ここで戦国大名として、地方に勢力を張れた武家に2通りのパターンがあるそうです。

  • 守護大名からそのまま戦国大名へ(甲斐の武田、九州の大友、島津、少弐、山口の大内、駿河の今川)
  • 守護大名が京都にいた留守中、領国経営を任されていた守護代もしくはその奉行、国人たち

これらの戦国大名たちは自分の支配地域をしっかりと統治することも目指すのが第一。次いでその中から、領地を拡げ、天下を取ろうというものが現れた。要するに、地方が時代の主役の時代になりました。

中でも筆者は中国地方を抑えた毛利、関東地方を抑えた北条は、独立政権になれた可能性があったかも、と言います。秀吉の天下統一が毛利との和睦→北条との合戦勝利で終わったのも、その可能性を示唆するものかも、と。

そうなると、もっと地方色豊かな日本が生まれていたのかもしれませんね。

 

関東・東北を掘り起こした徳川家康

天下統一を果たした秀吉は家康を関東に移します。これは平清盛が源頼朝を伊豆に流したのを同じで、関東に流してしまえば、もう家康は何もできないだろうと思ったのではないか、というのが筆者の推理です。

しかし家康は江戸を興し、関東を巧みに経営し、やがて幕府も開きます。秀吉の思惑は外れました。家康が参考にしたのは鎌倉幕府の歴史書「吾妻鏡」。全国に散逸していた写本をつなぎ合わせて一冊の本にし、頼朝がどうやって関東を治めていたのかを研究していた。

さらにまだまだ開発の余地があった東北を開発し、石高も飛躍的に増大させました(逆に江戸時代、近江などの石高はほとんど増えていないそうです)。伸びしろのあった東国を豊かにして、西国が先進地域だった日本のバランスを取ったと言えるかも。

 

最後に

東国を開発して日本の中心を江戸に移した家康ですが、筆者は今やその功罪の罪=東京一極集中が進みすぎてしまったのでは、と言います。東京以外の多様性に目を向けるのが必要なのではないか、と。

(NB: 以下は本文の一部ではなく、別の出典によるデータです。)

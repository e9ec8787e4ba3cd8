//! Rule document commands.

use crate::cli::common::{to_json, CliError, CliResult, RulesOptions};
use clap::{Args, Subcommand};

/// Inspect or reset the construction rules
#[derive(Args, Debug)]
pub struct RulesArgs {
    #[command(subcommand)]
    command: RulesCommand,

    #[command(flatten)]
    rules: RulesOptions,
}

#[derive(Subcommand, Debug)]
enum RulesCommand {
    /// Print the effective rules (document merged over defaults)
    Show,
    /// Print the rule document path
    Path,
    /// Overwrite the rule document with the built-in defaults
    Reset,
}

impl RulesArgs {
    /// Execute rules subcommand
    pub fn execute(&self) -> CliResult<()> {
        let store = self.rules.store()?;
        match self.command {
            RulesCommand::Show => {
                let rules = store.load();
                println!("{}", to_json(rules.as_ref())?);
            }
            RulesCommand::Path => {
                println!("{}", store.path().display());
            }
            RulesCommand::Reset => {
                store
                    .reset()
                    .map_err(|e| CliError::io(format!("Failed to reset rules: {e:#}")))?;
                println!("✓ Rules reset to defaults at {}", store.path().display());
            }
        }
        Ok(())
    }
}
/// Renders the side section.
#[must_use]
pub fn render_side_view(view: &SideView, title: &str, options: &RenderOptions) -> String {
    let mut bounds = Bounds::default();
    view.parts.iter().for_each(|p| bounds.include_rect(&p.rect));
    view.dimensions.iter().for_each(|d| bounds.include_dimension(d));

    let (mut doc, frame) = SvgDoc::for_bounds(title, &bounds, options.scale, true);
    for part in &view.parts {
        let style = match part.kind {
            SectionPartKind::SidePanel | SectionPartKind::BottomBoard | SectionPartKind::Shelf => {
                BOARD_STYLE
            }
            SectionPartKind::BackPanel => BACK_STYLE,
            SectionPartKind::Countertop => COUNTERTOP_STYLE,
        };
        doc.rect(&frame, &part.rect, style);
    }
    for dimension in &view.dimensions {
        doc.dimension(&frame, dimension);
    }
    doc.finish()
}

/// Renders the plan. Upper footprints are dashed over the base cabinets.
#[must_use]
pub fn render_plan_view(view: &PlanView, title: &str, options: &RenderOptions) -> String {
    let mut bounds = Bounds::default();
    view.cabinets.iter().for_each(|c| bounds.include_rect(&c.rect));
    if let Some(countertop) = &view.countertop {
        bounds.include_rect(countertop);
    }
    view.dimensions.iter().for_each(|d| bounds.include_dimension(d));

    let (mut doc, frame) = SvgDoc::for_bounds(title, &bounds, options.scale, false);
    if let Some(countertop) = &view.countertop {
        doc.rect(&frame, countertop, COUNTERTOP_STYLE);
    }
    for tier in [Tier::Lower, Tier::Upper] {
        for footprint in view.cabinets.iter().filter(|c| c.tier == tier) {
            let style = match tier {
                Tier::Lower => LOWER_STYLE,
                Tier::Upper => PLAN_UPPER_STYLE,
            };
            doc.rect(&frame, &footprint.rect, style);
            let center = footprint.rect.center();
            doc.text(
                frame.x(center.x),
                frame.y(center.y),
                &footprint.cabinet_ref,
                "middle",
            );
        }
    }
    for dimension in &view.dimensions {
        doc.dimension(&frame, dimension);
    }
    doc.finish()
}

/// Renders the installation layout on the wall elevation.
#[must_use]
pub fn render_installation(
    layout: &InstallationLayout,
    title: &str,
    options: &RenderOptions,
) -> String {
    let mut bounds = Bounds::default();
    bounds.include_rect(&layout.wall);
    layout
        .equipment_zones
        .iter()
        .for_each(|z| bounds.include_rect(&z.rect));
    layout
        .clearance_zones
        .iter()
        .for_each(|z| bounds.include_rect(&z.rect));
    layout
        .utility_markers
        .iter()
        .for_each(|m| bounds.include_point(m.position.x, m.position.y));

    let (mut doc, frame) = SvgDoc::for_bounds(title, &bounds, options.scale, true);
    let wall = layout.wall;
    doc.rect(&frame, &wall, WALL_STYLE);

    if let Some(grid) = &layout.tile_grid {
        for col in 1..grid.cols {
            let x = wall.x + f64::from(col) * grid.tile_width;
            if x < wall.right() {
                doc.line(&frame, &Line::new(x, wall.y, x, wall.top()), TILE_STYLE);
            }
        }
        for row in 1..grid.rows {
            let y = wall.y + f64::from(row) * grid.tile_height;
            if y < wall.top() {
                doc.line(&frame, &Line::new(wall.x, y, wall.right(), y), TILE_STYLE);
            }
        }
    }

    for zone in &layout.clearance_zones {
        doc.rect(&frame, &zone.rect, CLEARANCE_STYLE);
        let label = format!("{} ({} mm)", zone.label, format_mm(zone.swing_depth));
        let center = zone.rect.center();
        doc.text(frame.x(center.x), frame.y(center.y), &label, "middle");
    }

    for zone in &layout.equipment_zones {
        doc.rect(&frame, &zone.rect, ZONE_STYLE);
        doc.text(
            frame.x(zone.rect.center().x),
            frame.y(zone.rect.top()) - 4.0,
            zone.kind.display_name(),
            "middle",
        );
    }

    for marker in &layout.utility_markers {
        let (x, y) = (frame.x(marker.position.x), frame.y(marker.position.y));
        let style = format!(
            r##"fill="{}" stroke="#222222" stroke-width="1""##,
            utility_color(marker.kind)
        );
        doc.circle(x, y, MARKER_RADIUS_PX, &style);
        doc.glyph(x, y + FONT_SIZE_PX / 3.0, marker.kind.glyph());
        doc.text(x + MARKER_RADIUS_PX + 4.0, y + 4.0, marker.kind.label(), "start");
    }

    doc.finish()
}

fn utility_color(kind: UtilityKind) -> &'static str {
    match kind {
        UtilityKind::Water => "#2b7bd6",
        UtilityKind::Exhaust => "#7a7a7a",
        UtilityKind::Gas => "#e0a020",
    }
}

/// Renders the cut sheet.
///
/// Every panel gets its own scale, `min(scale, cell / panel size)`, so long
/// boards and small fronts stay legible in the same grid.
#[must_use]
pub fn render_manufacturing(
    layout: &ManufacturingLayout,
    title: &str,
    options: &RenderOptions,
) -> String {
    let scale = options.scale;
    let max_width = layout.panels.iter().map(|p| p.rect.width).fold(0.0, f64::max);
    let max_height = layout.panels.iter().map(|p| p.rect.height).fold(0.0, f64::max);
    let cell_width = (max_width * scale).min(MAX_CELL_WIDTH_PX);
    let cell_height = (max_height * scale).min(MAX_CELL_HEIGHT_PX);
    let label_height = CELL_LABEL_LINES as f64 * (FONT_SIZE_PX + 2.0);
    let slot_width = cell_width + 2.0 * CELL_MARGIN_PX;
    let slot_height = cell_height + 2.0 * CELL_MARGIN_PX + label_height;

    let columns = layout.panels.len().min(GRID_COLUMNS);
    let rows = layout.panels.iter().map(|p| p.row + 1).max().unwrap_or(0);
    let width = columns as f64 * slot_width + 2.0 * PADDING_PX;
    let height = rows as f64 * slot_height + 2.0 * PADDING_PX + TITLE_HEIGHT_PX;

    let mut doc = SvgDoc::begin(title, width, height);
    if layout.panels.is_empty() {
        doc.text(PADDING_PX, PADDING_PX + TITLE_HEIGHT_PX, "No sheet parts", "start");
    }

    for panel in &layout.panels {
        let rect = panel.rect;
        let mut local_scale = scale;
        if rect.width > 0.0 {
            local_scale = local_scale.min(cell_width / rect.width);
        }
        if rect.height > 0.0 {
            local_scale = local_scale.min(cell_height / rect.height);
        }

        let origin_x = PADDING_PX + panel.column as f64 * slot_width + CELL_MARGIN_PX;
        let origin_y = PADDING_PX + TITLE_HEIGHT_PX + panel.row as f64 * slot_height + CELL_MARGIN_PX;
        let frame = Frame {
            min_x: rect.x,
            min_y: rect.y,
            max_y: rect.top(),
            scale: local_scale,
            origin_x,
            origin_y,
            flip_y: true,
        };

        doc.rect(&frame, &rect, PANEL_STYLE);
        for edge in &panel.edge_banding {
            doc.line(&frame, edge, EDGE_BAND_STYLE);
        }
        for dimension in &panel.dimensions {
            doc.dimension(&frame, dimension);
        }

        let label_y = origin_y + cell_height + CELL_MARGIN_PX;
        let lines = [
            format!("{} {}", panel.bom_id, panel.name),
            format!(
                "{} x {} x {}",
                format_mm(rect.width),
                format_mm(rect.height),
                format_mm(panel.thickness)
            ),
            format!("{} x{}", panel.material, panel.quantity),
        ];
        for (i, line) in lines.iter().enumerate() {
            doc.text(
                origin_x,
                label_y + i as f64 * (FONT_SIZE_PX + 2.0),
                line,
                "start",
            );
        }
    }

    doc.finish()
}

ここからは自分の考えですが、それは理屈としては分かるけど、やはり首都機能移転くらいの思い切った改革がないと、東京一極集中は改まらない気がします。結局家康も秀吉によって無理やり移転させられたから関東にきたわけで、それがなかったら、駿府(静岡)辺りで過ごしたかったのではないか、と。この辺りは日本史の話というよりも、都市論の範疇に入るのかもしれません。文明が発達すると、人は都市に集中するものだ、という考えもありますし。

いずれにせよ、日本史を眺めると、日本が今のように一つになったのは割と最近なんだな、ということが分かります。関西の人間が東北に行って旅情を感じるのは、大昔はそこは外国(のようなもの)だったからなのかも。